Margaret Taylor died that weekend.
And yet, the numbers kept rising. By Oct. 11, health officials counted 90 new cases in Anniston and 13 more elsewhere in Calhoun County. At Camp McClellan, engineers were “oiling” and watering the roads to keep down the dust and hamper the virus’ spread. Anniston engineers were considering a similar tactic for city streets. That afternoon, more than 211,000 flu cases were reported nationwide in U.S. Army camps. Even the Calhoun County jail wasn’t safe, where six inmates, including one charged with murder, died of the flu in October.
So nightmarish was the pandemic that this counted as good news on Oct. 18: 61 new cases and four additional deaths in Anniston. “Improvement” bloomed at McClellan, too, with only 95 new cases of the flu, 53 new cases of pneumonia and 10 deaths that day.
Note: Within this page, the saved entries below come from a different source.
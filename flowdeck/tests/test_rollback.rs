//! Rollback integration tests

mod common;

use uuid::Uuid;

use common::{TestApp, COMMIT_HASH};
use flowdeck::deploy::orchestrator::DeployOptions;
use flowdeck::errors::EngineError;
use flowdeck::models::deployment::{Deployment, DeploymentStatus, DeploymentTrigger};

#[tokio::test]
async fn test_rollback_opens_a_new_deployment_and_keeps_the_target() {
    let app = TestApp::new().await;
    let project = app.add_project("shop").await;
    app.create_checkout(&project);

    let target = app
        .state
        .orchestrator
        .deploy(&project, DeployOptions::default())
        .await
        .unwrap();
    let before = serde_json::to_value(app.state.lifecycle.get(target.id).unwrap()).unwrap();
    app.runner.reset();

    let rollback = app
        .state
        .orchestrator
        .rollback(&project, target.id, Some("ops".to_string()))
        .await
        .unwrap();

    assert_ne!(rollback.id, target.id);
    assert_eq!(rollback.status, DeploymentStatus::RolledBack);
    assert_eq!(rollback.trigger, DeploymentTrigger::Rollback);
    assert_eq!(rollback.rollback_deployment_id, Some(target.id));
    assert_eq!(rollback.commit_hash.as_deref(), Some(COMMIT_HASH));
    assert_eq!(rollback.user_id.as_deref(), Some("ops"));
    assert!(rollback.environment_snapshot.is_some());

    let checkout = app
        .runner
        .position(&format!("git checkout --force {}", COMMIT_HASH))
        .unwrap();
    let build = app.runner.position("docker build").unwrap();
    let run = app.runner.position("docker run").unwrap();
    assert!(checkout < build && build < run);

    let after = serde_json::to_value(app.state.lifecycle.get(target.id).unwrap()).unwrap();
    assert_eq!(before, after);

    // A rolled back deployment is itself a valid rollback point
    let points = app.state.orchestrator.rollback_points(&project, 10);
    assert_eq!(points.len(), 2);
}

#[tokio::test]
async fn test_rollback_rejects_invalid_targets() {
    let app = TestApp::new().await;
    let project = app.add_project("shop").await;
    let other = app.add_project("blog").await;
    app.create_checkout(&project);

    let assert_invalid = |result: Result<Deployment, EngineError>| match result {
        Err(EngineError::RollbackTargetInvalid { .. }) => {}
        other => panic!("expected an invalid target, got {other:?}"),
    };

    assert_invalid(
        app.state
            .orchestrator
            .rollback(&project, Uuid::new_v4(), None)
            .await,
    );

    let foreign = app
        .state
        .orchestrator
        .deploy(&other, DeployOptions::default())
        .await
        .unwrap();
    assert_invalid(app.state.orchestrator.rollback(&project, foreign.id, None).await);

    app.runner.fail_on("docker build", 1);
    let failed = app
        .state
        .orchestrator
        .deploy(&project, DeployOptions::default())
        .await
        .unwrap_err();
    let EngineError::DeploymentFailed { deployment_id, .. } = failed else {
        panic!("expected a failed deployment");
    };
    assert_invalid(app.state.orchestrator.rollback(&project, deployment_id, None).await);

    // Refused targets never open a deployment
    assert_eq!(app.state.orchestrator.deployments(&project).len(), 1);
    let err = app
        .state
        .orchestrator
        .rollback(&project, deployment_id, None)
        .await
        .unwrap_err();
    assert_eq!(err.exit_code(), 8);
}
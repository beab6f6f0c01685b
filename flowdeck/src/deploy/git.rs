//! Git collaborator

use std::path::Path;
use std::sync::Arc;
use std::time::Duration;

use async_trait::async_trait;
use chrono::{DateTime, TimeZone, Utc};
use serde::Serialize;
use tracing::debug;

use crate::errors::EngineError;
use crate::exec::runner::{CommandRunner, CommandSpec};
use crate::models::project::Project;
use crate::utils::shell_quote;

use super::plan::Step;

const LOG_FORMAT: &str = "%H|%an|%at|%s";

/// Latest commit of a checkout
#[derive(Debug, Clone, PartialEq, Eq, Serialize)]
pub struct CommitInfo {
    pub hash: String,
    pub short_hash: String,
    pub author: String,
    pub timestamp: DateTime<Utc>,
    pub message: String,
}

impl CommitInfo {
    /// Parse one `%H|%an|%at|%s` line. The subject may itself contain `|`.
    pub fn parse(line: &str) -> Option<Self> {
        let mut parts = line.trim().splitn(4, '|');
        let hash = parts.next()?.trim();
        let author = parts.next()?.trim();
        let timestamp = parts.next()?.trim().parse::<i64>().ok()?;
        let message = parts.next().unwrap_or_default().trim();

        if hash.len() < 7 || !hash.chars().all(|c| c.is_ascii_hexdigit()) {
            return None;
        }
        Some(Self {
            hash: hash.to_string(),
            short_hash: hash[..7].to_string(),
            author: author.to_string(),
            timestamp: Utc.timestamp_opt(timestamp, 0).single()?,
            message: message.to_string(),
        })
    }
}

#[async_trait]
pub trait GitCollaborator: Send + Sync {
    /// Latest commit of the checkout in `dir`, `None` when it is not a repository yet
    async fn current_commit(&self, dir: &Path) -> Result<Option<CommitInfo>, EngineError>;
}

/// Git over the shell command runner
pub struct GitCli {
    runner: Arc<dyn CommandRunner>,
    timeout: Duration,
}

impl GitCli {
    pub fn new(runner: Arc<dyn CommandRunner>, timeout: Duration) -> Self {
        Self { runner, timeout }
    }
}

#[async_trait]
impl GitCollaborator for GitCli {
    async fn current_commit(&self, dir: &Path) -> Result<Option<CommitInfo>, EngineError> {
        if !dir.join(".git").exists() {
            return Ok(None);
        }

        let line = format!("git log -1 --pretty=format:{}", shell_quote(LOG_FORMAT));
        let spec = CommandSpec::new(line.clone(), self.timeout).in_dir(dir);
        let result = self
            .runner
            .execute(&spec)
            .await?
            .ensure_success(&line, self.timeout)?;

        let info = CommitInfo::parse(&result.stdout);
        if info.is_none() {
            debug!("Unparseable git log output: {}", result.stdout.trim());
        }
        Ok(info)
    }
}

/// Clone the repository if missing, otherwise fetch and hard-reset to the branch head
pub fn sync_steps(project: &Project, dir: &Path, timeout: Duration) -> Vec<Step> {
    let branch = shell_quote(&project.branch);

    if dir.join(".git").exists() {
        vec![
            Step::new("git fetch", format!("git fetch origin {}", branch), timeout).in_dir(dir),
            Step::new(
                "git reset",
                format!("git reset --hard origin/{}", branch),
                timeout,
            )
            .in_dir(dir),
        ]
    } else {
        vec![Step::new(
            "git clone",
            format!(
                "git clone --branch {} {} {}",
                branch,
                shell_quote(&project.repository_url),
                shell_quote(&dir.to_string_lossy())
            ),
            timeout,
        )]
    }
}

/// Fetch and check out one commit
pub fn checkout_steps(dir: &Path, commit: &str, timeout: Duration) -> Vec<Step> {
    let commit = shell_quote(commit);
    vec![
        Step::new("git fetch", "git fetch origin", timeout).in_dir(dir).optional(),
        Step::new("git checkout", format!("git checkout --force {}", commit), timeout).in_dir(dir),
    ]
}

#[cfg(test)]
mod tests {
    use super::*;

    #[test]
    fn test_parse_log_line() {
        let info = CommitInfo::parse("0123456789abcdef0123456789abcdef01234567|Dana|1700000000|Fix | in title\n").unwrap();
        assert_eq!(info.short_hash, "0123456");
        assert_eq!(info.author, "Dana");
        assert_eq!(info.timestamp.timestamp(), 1_700_000_000);
        assert_eq!(info.message, "Fix | in title");

        assert!(CommitInfo::parse("").is_none());
        assert!(CommitInfo::parse("fatal: not a git repository").is_none());
        assert!(CommitInfo::parse("zzzzzzzz|a|1|b").is_none());
    }

    #[test]
    fn test_sync_clones_missing_checkout() {
        let root = tempfile::tempdir().unwrap();
        let project = Project::new("shop", "Shop", "https://github.com/acme/shop.git");
        let dir = root.path().join("shop");

        let steps = sync_steps(&project, &dir, Duration::from_secs(300));
        assert_eq!(steps.len(), 1);
        assert!(steps[0].spec.line.starts_with("git clone --branch main https://github.com/acme/shop.git "));

        std::fs::create_dir_all(dir.join(".git")).unwrap();
        let steps = sync_steps(&project, &dir, Duration::from_secs(300));
        let lines: Vec<&str> = steps.iter().map(|s| s.spec.line.as_str()).collect();
        assert_eq!(lines, ["git fetch origin main", "git reset --hard origin/main"]);
    }
}
//! Application state management

use std::sync::Arc;
use std::time::Duration;

use tracing::info;

use crate::app::options::AppOptions;
use crate::deploy::git::{GitCli, GitCollaborator};
use crate::deploy::health::HealthChecker;
use crate::deploy::lifecycle::LifecycleManager;
use crate::deploy::orchestrator::Orchestrator;
use crate::errors::EngineError;
use crate::events::{ChannelBroadcaster, FanoutBroadcaster, LogBroadcaster, StatusBroadcaster};
use crate::exec::runner::{CommandRunner, ShellRunner};
use crate::scripts::executor::ScriptExecutor;
use crate::scripts::repository::ScriptRepository;
use crate::storage::deployments::DeploymentStore;
use crate::storage::projects::ProjectStore;

/// Main application state
pub struct AppState {
    /// Command runner shared by every component
    pub runner: Arc<dyn CommandRunner>,

    /// In-process status event channel
    pub events: Arc<ChannelBroadcaster>,

    pub projects: Arc<ProjectStore>,

    pub deployments: Arc<DeploymentStore>,

    pub scripts: Arc<ScriptRepository>,

    pub lifecycle: Arc<LifecycleManager>,

    pub executor: Arc<ScriptExecutor>,

    pub orchestrator: Arc<Orchestrator>,
}

impl AppState {
    /// Initialize application state with the shell runner and git CLI
    pub async fn init(options: &AppOptions) -> Result<Self, EngineError> {
        let runner: Arc<dyn CommandRunner> =
            Arc::new(ShellRunner::new(options.settings.max_output_bytes));
        let git: Arc<dyn GitCollaborator> = Arc::new(GitCli::new(
            runner.clone(),
            Duration::from_secs(options.settings.timeouts.git_info_secs),
        ));
        Self::with_collaborators(options, runner, git).await
    }

    /// Initialize application state around the given collaborators
    pub async fn with_collaborators(
        options: &AppOptions,
        runner: Arc<dyn CommandRunner>,
        git: Arc<dyn GitCollaborator>,
    ) -> Result<Self, EngineError> {
        info!("Initializing application state...");
        options.layout.setup().await?;

        let projects = Arc::new(ProjectStore::open(&options.layout).await?);
        let deployments = Arc::new(DeploymentStore::open(&options.layout).await?);
        let scripts = Arc::new(ScriptRepository::open(&options.layout, runner.clone()).await?);

        let events = Arc::new(ChannelBroadcaster::new(options.event_capacity));
        let broadcaster: Arc<dyn StatusBroadcaster> = Arc::new(FanoutBroadcaster::new(vec![
            events.clone() as Arc<dyn StatusBroadcaster>,
            Arc::new(LogBroadcaster),
        ]));
        let lifecycle = Arc::new(LifecycleManager::new(deployments.clone(), broadcaster));

        let settings = &options.settings;
        let executor = Arc::new(ScriptExecutor::new(
            runner.clone(),
            scripts.clone(),
            Duration::from_secs(settings.timeouts.hook_secs),
            settings.retry_backoff.to_options(),
        ));
        let health = HealthChecker::new(
            runner.clone(),
            settings.projects_root.clone(),
            settings.disk,
            Duration::from_secs(settings.timeouts.health_probe_secs),
        )?;
        let orchestrator = Arc::new(Orchestrator::new(
            lifecycle.clone(),
            projects.clone(),
            executor.clone(),
            runner.clone(),
            git,
            health,
            options.orchestrator.clone(),
        ));

        Ok(Self {
            runner,
            events,
            projects,
            deployments,
            scripts,
            lifecycle,
            executor,
            orchestrator,
        })
    }
}
//! Supported script languages

use serde::{Deserialize, Serialize};

/// Closed set of interpreters a script can target
#[derive(Debug, Clone, Copy, Default, PartialEq, Eq, Hash, Serialize, Deserialize)]
#[serde(rename_all = "lowercase")]
pub enum ScriptLanguage {
    #[default]
    Bash,
    Sh,
    Python,
    Php,
    Node,
    Ruby,
}

impl ScriptLanguage {
    pub const ALL: [ScriptLanguage; 6] = [
        ScriptLanguage::Bash,
        ScriptLanguage::Sh,
        ScriptLanguage::Python,
        ScriptLanguage::Php,
        ScriptLanguage::Node,
        ScriptLanguage::Ruby,
    ];

    /// Interpreter binary used to run a materialized script
    pub fn interpreter(&self) -> &'static str {
        match self {
            ScriptLanguage::Bash => "bash",
            ScriptLanguage::Sh => "sh",
            ScriptLanguage::Python => "python3",
            ScriptLanguage::Php => "php",
            ScriptLanguage::Node => "node",
            ScriptLanguage::Ruby => "ruby",
        }
    }

    pub fn extension(&self) -> &'static str {
        match self {
            ScriptLanguage::Bash | ScriptLanguage::Sh => "sh",
            ScriptLanguage::Python => "py",
            ScriptLanguage::Php => "php",
            ScriptLanguage::Node => "js",
            ScriptLanguage::Ruby => "rb",
        }
    }

    pub fn shebang(&self) -> &'static str {
        match self {
            ScriptLanguage::Bash => "#!/bin/bash",
            ScriptLanguage::Sh => "#!/bin/sh",
            ScriptLanguage::Python => "#!/usr/bin/env python3",
            ScriptLanguage::Php => "#!/usr/bin/env php",
            ScriptLanguage::Node => "#!/usr/bin/env node",
            ScriptLanguage::Ruby => "#!/usr/bin/env ruby",
        }
    }

    /// Dry-run syntax check for a script at `path`, without executing it
    pub fn syntax_check_command(&self, path: &str) -> String {
        let path = crate::utils::shell_quote(path);
        match self {
            ScriptLanguage::Bash => format!("bash -n {}", path),
            ScriptLanguage::Sh => format!("sh -n {}", path),
            ScriptLanguage::Python => format!(
                "python3 -c 'import ast,sys; ast.parse(open(sys.argv[1]).read(), sys.argv[1])' {}",
                path
            ),
            ScriptLanguage::Php => format!("php -l {}", path),
            ScriptLanguage::Node => format!("node --check {}", path),
            ScriptLanguage::Ruby => format!("ruby -c {}", path),
        }
    }

    /// Content with the language shebang prepended when missing
    pub fn with_shebang(&self, content: &str) -> String {
        if content.starts_with("#!") {
            content.to_string()
        } else {
            format!("{}\n\n{}", self.shebang(), content)
        }
    }
}

impl std::fmt::Display for ScriptLanguage {
    fn fmt(&self, f: &mut std::fmt::Formatter<'_>) -> std::fmt::Result {
        let name = match self {
            ScriptLanguage::Bash => "bash",
            ScriptLanguage::Sh => "sh",
            ScriptLanguage::Python => "python",
            ScriptLanguage::Php => "php",
            ScriptLanguage::Node => "node",
            ScriptLanguage::Ruby => "ruby",
        };
        write!(f, "{}", name)
    }
}

impl std::str::FromStr for ScriptLanguage {
    type Err = String;

    fn from_str(s: &str) -> Result<Self, Self::Err> {
        match s.to_lowercase().as_str() {
            "bash" => Ok(ScriptLanguage::Bash),
            "sh" => Ok(ScriptLanguage::Sh),
            "python" | "python3" | "py" => Ok(ScriptLanguage::Python),
            "php" => Ok(ScriptLanguage::Php),
            "node" | "nodejs" | "js" => Ok(ScriptLanguage::Node),
            "ruby" | "rb" => Ok(ScriptLanguage::Ruby),
            _ => Err(format!("Unsupported script language: {}", s)),
        }
    }
}

#[cfg(test)]
mod tests {
    use super::*;

    #[test]
    fn test_language_mappings() {
        assert_eq!(ScriptLanguage::Python.interpreter(), "python3");
        assert_eq!(ScriptLanguage::Node.extension(), "js");
        assert_eq!(ScriptLanguage::Sh.extension(), "sh");
        assert_eq!("rb".parse::<ScriptLanguage>().unwrap(), ScriptLanguage::Ruby);
        assert!("cobol".parse::<ScriptLanguage>().is_err());
    }

    #[test]
    fn test_shebang_is_only_added_when_missing() {
        let with = ScriptLanguage::Bash.with_shebang("#!/usr/bin/env bash\necho hi");
        assert_eq!(with, "#!/usr/bin/env bash\necho hi");

        let without = ScriptLanguage::Bash.with_shebang("echo hi");
        assert!(without.starts_with("#!/bin/bash\n"));
        assert!(without.ends_with("echo hi"));
    }

    #[test]
    fn test_syntax_check_quotes_the_path() {
        let cmd = ScriptLanguage::Php.syntax_check_command("/tmp/my script.php");
        assert_eq!(cmd, "php -l '/tmp/my script.php'");
    }
}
Fifteen had died the day before.
And then, the pandemic slowed. By Nov. 11 — Armistice Day — McClellan commanders had lifted the quarantine and soldiers, now without their telltale white medical masks, were allowed to return to Noble Street to shop, eat and drink. The city and its soldiers were regaining their normalcy, though the virus would return off and on in 1919. “Influenza turns back on Anniston,” The Star reported.
The following spring, the Alabama health department released its report from the pandemic’s terrible fall — more than 5,000 people in Alabama died from the Spanish flu in the last four months of 1918. Nearly 2,500 of those perished in October alone. That included little Margaret Taylor, Anniston’s first of many.